Patience provides a safe environment. When a good friend comes to us and confides in us something terrible they have done, do we assault them with an arsenal of verbal weapons and tell them how horrible they are? Hopefully not, or they probably won’t confide in us much. No, we wrap our arms around them and give them our love, support, and forgiveness. We can not escape ourselves or our own thoughts, so we must learn to figuratively wrap our arms around ourselves.
Patience is a catalyst for change. Without love for others and ourselves, there is no catalyst for true change. Yes, we can guilt ourselves and others into changing temporarily, but it doesn’t last. Lasting change and repentance stems from love and acceptance, not guilt. Can you think of the people in your life who have inspired you the most? Were they mean and hateful? Or were they loving and kind?
Patience is a trait of the Savior. What did Christ do when the adulterous woman was brought before him to be judged? He did not condemn her. He showed compassion. He forgave her. I believe the words, “Go, and sin no more” were more than just a commandment. These words were a vote of confidence in her that she had the ability to change.

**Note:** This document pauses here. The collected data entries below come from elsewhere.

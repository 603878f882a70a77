//! MongoDB client and collection wrapper

use bson::{doc, oid::ObjectId, DateTime, Document};
use futures_util::StreamExt;
use mongodb::{options::IndexOptions, Client, Collection, IndexModel};
use serde::{de::DeserializeOwned, Serialize};
use tracing::{error, info};

use crate::db::schemas::DocMeta;
use crate::types::ArchwayError;

/// Trait for schemas that provide index definitions
pub trait IntoIndexes {
    fn into_indices() -> Vec<(Document, Option<IndexOptions>)>;
}

/// Trait for schemas with mutable bookkeeping fields
pub trait MutDocMeta {
    fn mut_doc_meta(&mut self) -> &mut DocMeta;
}

/// MongoDB client wrapper
#[derive(Clone)]
pub struct MongoClient {
    client: Client,
    db_name: String,
}

impl MongoClient {
    /// Connect and verify the connection with a ping
    pub async fn new(uri: &str, db_name: &str) -> Result<Self, ArchwayError> {
        info!("Connecting to MongoDB at {}", uri);

        // Fail fast on an unreachable server instead of hanging at startup
        let timeout_uri = if uri.contains('?') {
            format!("{}&serverSelectionTimeoutMS=3000&connectTimeoutMS=3000", uri)
        } else {
            format!("{}?serverSelectionTimeoutMS=3000&connectTimeoutMS=3000", uri)
        };

        let client = Client::with_uri_str(&timeout_uri)
            .await
            .map_err(|e| ArchwayError::Database(format!("Failed to connect to MongoDB: {}", e)))?;

        client
            .database(db_name)
            .run_command(doc! { "ping": 1 })
            .await
            .map_err(|e| ArchwayError::Database(format!("MongoDB ping failed: {}", e)))?;

        info!("Connected to MongoDB database '{}'", db_name);

        Ok(Self {
            client,
            db_name: db_name.to_string(),
        })
    }

    /// Get a typed collection, creating its indexes
    pub async fn collection<T>(&self, name: &str) -> Result<MongoCollection<T>, ArchwayError>
    where
        T: Serialize + DeserializeOwned + Unpin + Send + Sync + IntoIndexes + MutDocMeta,
    {
        MongoCollection::new(&self.client, &self.db_name, name).await
    }

    pub fn db_name(&self) -> &str {
        &self.db_name
    }
}

/// Typed MongoDB collection with soft-delete aware reads
#[derive(Debug, Clone)]
pub struct MongoCollection<T>
where
    T: Serialize + DeserializeOwned + Unpin + Send + Sync,
{
    inner: Collection<T>,
}

impl<T> MongoCollection<T>
where
    T: Serialize + DeserializeOwned + Unpin + Send + Sync + IntoIndexes + MutDocMeta,
{
    pub async fn new(
        client: &Client,
        db_name: &str,
        collection_name: &str,
    ) -> Result<Self, ArchwayError> {
        let collection = client.database(db_name).collection::<T>(collection_name);
        let mongo_collection = MongoCollection { inner: collection };
        mongo_collection.apply_indexes().await?;
        Ok(mongo_collection)
    }

    async fn apply_indexes(&self) -> Result<(), ArchwayError> {
        let schema_indices = T::into_indices();

        if schema_indices.is_empty() {
            return Ok(());
        }

        let indices: Vec<IndexModel> = schema_indices
            .into_iter()
            .map(|(keys, opts)| IndexModel::builder().keys(keys).options(opts).build())
            .collect();

        self.inner
            .create_indexes(indices)
            .await
            .map_err(|e| ArchwayError::Database(format!("Failed to create indexes: {}", e)))?;

        Ok(())
    }

    /// Insert a document, stamping its bookkeeping fields
    pub async fn insert_one(&self, mut item: T) -> Result<ObjectId, ArchwayError> {
        let meta = item.mut_doc_meta();
        meta.is_deleted = false;
        meta.created_at = Some(DateTime::now());
        meta.updated_at = Some(DateTime::now());

        let result = self
            .inner
            .insert_one(item)
            .await
            .map_err(|e| ArchwayError::Database(format!("Insert failed: {}", e)))?;

        result
            .inserted_id
            .as_object_id()
            .ok_or_else(|| ArchwayError::Database("Failed to get inserted ID".into()))
    }

    /// First live document matching `filter` in `sort` order
    pub async fn find_one(
        &self,
        filter: Document,
        sort: Option<Document>,
    ) -> Result<Option<T>, ArchwayError> {
        let mut action = self.inner.find_one(live(filter));
        if let Some(sort) = sort {
            action = action.sort(sort);
        }
        action
            .await
            .map_err(|e| ArchwayError::Database(format!("Find failed: {}", e)))
    }

    /// Every live document matching `filter` in `sort` order
    pub async fn find_many(
        &self,
        filter: Document,
        sort: Option<Document>,
    ) -> Result<Vec<T>, ArchwayError> {
        let mut action = self.inner.find(live(filter));
        if let Some(sort) = sort {
            action = action.sort(sort);
        }
        let cursor = action
            .await
            .map_err(|e| ArchwayError::Database(format!("Find failed: {}", e)))?;

        let results: Vec<T> = cursor
            .filter_map(|doc| async {
                match doc {
                    Ok(d) => Some(d),
                    Err(e) => {
                        error!("Error reading document: {}", e);
                        None
                    }
                }
            })
            .collect()
            .await;

        Ok(results)
    }
}

fn live(mut filter: Document) -> Document {
    filter.insert("doc_meta.is_deleted", doc! { "$ne": true });
    filter
}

He didn’t say, “If you don’t change by tomorrow, I will not love you anymore.” Often times, when we make goals for ourselves, and then in weakness slip up or have a set back, we show no mercy. We condemn ourselves to death. The Savior does not do this, instead he says,

“And if men come unto me I will show unto them their weakness. I give unto men weakness that they may be humble; and my grace is sufficient for all men that humble themselves before me; for if they humble themselves before me, and have faith in me, then will I make weak things become strong unto them.”

It can not be repeated too many times. Patience is a virtue. And it can make the difference between being stuck in our old patterns, and repentance. I choose the latter, who is with me?